*** Data to examine ***
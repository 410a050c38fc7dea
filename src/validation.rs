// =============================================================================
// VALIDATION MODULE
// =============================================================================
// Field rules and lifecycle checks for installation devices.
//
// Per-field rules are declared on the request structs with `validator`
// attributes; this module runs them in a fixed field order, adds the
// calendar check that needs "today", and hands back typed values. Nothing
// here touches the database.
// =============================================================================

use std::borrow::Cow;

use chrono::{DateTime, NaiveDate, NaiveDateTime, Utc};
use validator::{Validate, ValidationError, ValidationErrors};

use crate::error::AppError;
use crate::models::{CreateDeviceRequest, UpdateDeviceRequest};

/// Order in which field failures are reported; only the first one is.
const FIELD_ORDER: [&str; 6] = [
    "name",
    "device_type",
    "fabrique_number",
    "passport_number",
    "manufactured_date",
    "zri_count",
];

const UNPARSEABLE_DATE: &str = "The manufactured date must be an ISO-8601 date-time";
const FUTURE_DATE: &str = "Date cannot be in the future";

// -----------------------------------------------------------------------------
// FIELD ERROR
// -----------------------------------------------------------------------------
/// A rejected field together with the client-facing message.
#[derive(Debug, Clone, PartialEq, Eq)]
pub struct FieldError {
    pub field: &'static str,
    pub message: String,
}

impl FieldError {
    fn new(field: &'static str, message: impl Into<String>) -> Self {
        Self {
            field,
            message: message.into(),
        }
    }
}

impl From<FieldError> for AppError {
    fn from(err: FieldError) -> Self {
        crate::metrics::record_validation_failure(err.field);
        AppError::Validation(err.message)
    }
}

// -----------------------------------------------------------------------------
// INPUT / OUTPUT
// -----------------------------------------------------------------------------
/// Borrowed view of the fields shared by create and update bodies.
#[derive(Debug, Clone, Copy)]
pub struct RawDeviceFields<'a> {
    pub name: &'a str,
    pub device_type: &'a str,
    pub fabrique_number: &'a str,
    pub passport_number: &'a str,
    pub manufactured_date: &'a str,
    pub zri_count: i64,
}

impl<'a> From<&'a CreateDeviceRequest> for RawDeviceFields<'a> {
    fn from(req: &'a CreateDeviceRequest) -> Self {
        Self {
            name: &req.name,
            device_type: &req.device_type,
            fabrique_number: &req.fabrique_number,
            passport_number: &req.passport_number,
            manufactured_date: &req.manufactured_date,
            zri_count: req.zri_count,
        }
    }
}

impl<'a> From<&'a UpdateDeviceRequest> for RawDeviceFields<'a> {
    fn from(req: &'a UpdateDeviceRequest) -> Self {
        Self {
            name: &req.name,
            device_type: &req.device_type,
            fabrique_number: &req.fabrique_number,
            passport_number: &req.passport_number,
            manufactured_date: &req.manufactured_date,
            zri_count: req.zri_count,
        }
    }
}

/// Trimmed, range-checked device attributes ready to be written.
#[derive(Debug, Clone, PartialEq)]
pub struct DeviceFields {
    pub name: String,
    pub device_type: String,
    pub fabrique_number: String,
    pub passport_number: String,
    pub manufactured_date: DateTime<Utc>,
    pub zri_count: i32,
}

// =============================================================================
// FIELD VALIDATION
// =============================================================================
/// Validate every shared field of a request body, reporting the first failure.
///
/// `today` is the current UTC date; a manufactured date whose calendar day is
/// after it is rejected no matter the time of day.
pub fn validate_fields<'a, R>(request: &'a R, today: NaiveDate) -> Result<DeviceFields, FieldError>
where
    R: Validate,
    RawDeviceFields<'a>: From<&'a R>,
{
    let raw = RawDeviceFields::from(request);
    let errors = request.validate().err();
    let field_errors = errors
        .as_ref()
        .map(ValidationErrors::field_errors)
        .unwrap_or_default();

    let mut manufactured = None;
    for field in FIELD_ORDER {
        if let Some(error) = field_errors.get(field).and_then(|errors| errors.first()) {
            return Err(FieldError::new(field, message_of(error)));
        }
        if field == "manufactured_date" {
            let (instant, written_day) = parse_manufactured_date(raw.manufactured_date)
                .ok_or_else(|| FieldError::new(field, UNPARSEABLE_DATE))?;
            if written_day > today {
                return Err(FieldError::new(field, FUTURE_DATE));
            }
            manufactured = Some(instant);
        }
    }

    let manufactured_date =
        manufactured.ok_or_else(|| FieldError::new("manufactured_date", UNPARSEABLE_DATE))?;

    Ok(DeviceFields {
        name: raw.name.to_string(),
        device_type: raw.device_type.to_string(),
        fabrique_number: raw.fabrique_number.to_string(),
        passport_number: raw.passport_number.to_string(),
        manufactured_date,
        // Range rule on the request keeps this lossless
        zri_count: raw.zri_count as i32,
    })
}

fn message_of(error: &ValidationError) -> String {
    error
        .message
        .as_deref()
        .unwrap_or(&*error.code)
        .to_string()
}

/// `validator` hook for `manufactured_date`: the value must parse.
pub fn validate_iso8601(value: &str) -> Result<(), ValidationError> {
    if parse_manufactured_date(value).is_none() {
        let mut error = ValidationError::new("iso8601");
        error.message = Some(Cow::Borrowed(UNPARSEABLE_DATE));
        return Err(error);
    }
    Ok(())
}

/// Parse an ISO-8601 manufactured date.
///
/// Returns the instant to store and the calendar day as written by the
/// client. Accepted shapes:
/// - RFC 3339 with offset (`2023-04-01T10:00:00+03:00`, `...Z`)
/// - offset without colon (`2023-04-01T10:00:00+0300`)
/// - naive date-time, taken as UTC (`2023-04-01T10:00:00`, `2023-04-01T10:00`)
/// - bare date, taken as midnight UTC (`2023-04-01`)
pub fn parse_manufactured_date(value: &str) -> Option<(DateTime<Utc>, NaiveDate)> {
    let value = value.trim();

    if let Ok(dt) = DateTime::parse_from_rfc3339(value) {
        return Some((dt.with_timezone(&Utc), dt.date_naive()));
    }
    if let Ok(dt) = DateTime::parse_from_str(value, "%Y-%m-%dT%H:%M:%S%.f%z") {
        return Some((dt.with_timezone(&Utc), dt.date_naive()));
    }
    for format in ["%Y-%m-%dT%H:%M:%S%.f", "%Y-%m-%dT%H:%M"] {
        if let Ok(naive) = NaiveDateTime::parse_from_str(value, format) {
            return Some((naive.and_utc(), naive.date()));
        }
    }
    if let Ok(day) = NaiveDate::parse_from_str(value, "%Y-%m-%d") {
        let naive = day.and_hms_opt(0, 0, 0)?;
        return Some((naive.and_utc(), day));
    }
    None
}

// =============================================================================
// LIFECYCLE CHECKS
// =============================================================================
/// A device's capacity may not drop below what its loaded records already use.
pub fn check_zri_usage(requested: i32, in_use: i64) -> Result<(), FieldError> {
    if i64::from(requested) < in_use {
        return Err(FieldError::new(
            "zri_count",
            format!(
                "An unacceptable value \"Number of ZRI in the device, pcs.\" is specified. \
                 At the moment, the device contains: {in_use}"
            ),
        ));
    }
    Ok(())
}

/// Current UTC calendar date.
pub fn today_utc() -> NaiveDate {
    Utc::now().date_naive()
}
*** End of Data to examine ***
> _Activity_
From the first line of the records through the line with "Per-field rules are", retype everything word for word, including both ends.

> _Output_
repository 410a050c38fc7dea
filename src/validation.rs
// =============================================================================
// VALIDATION MODULE
// =============================================================================
// Field rules and lifecycle checks for installation devices.
//
// Per-field rules are declared on the request structs with `validator`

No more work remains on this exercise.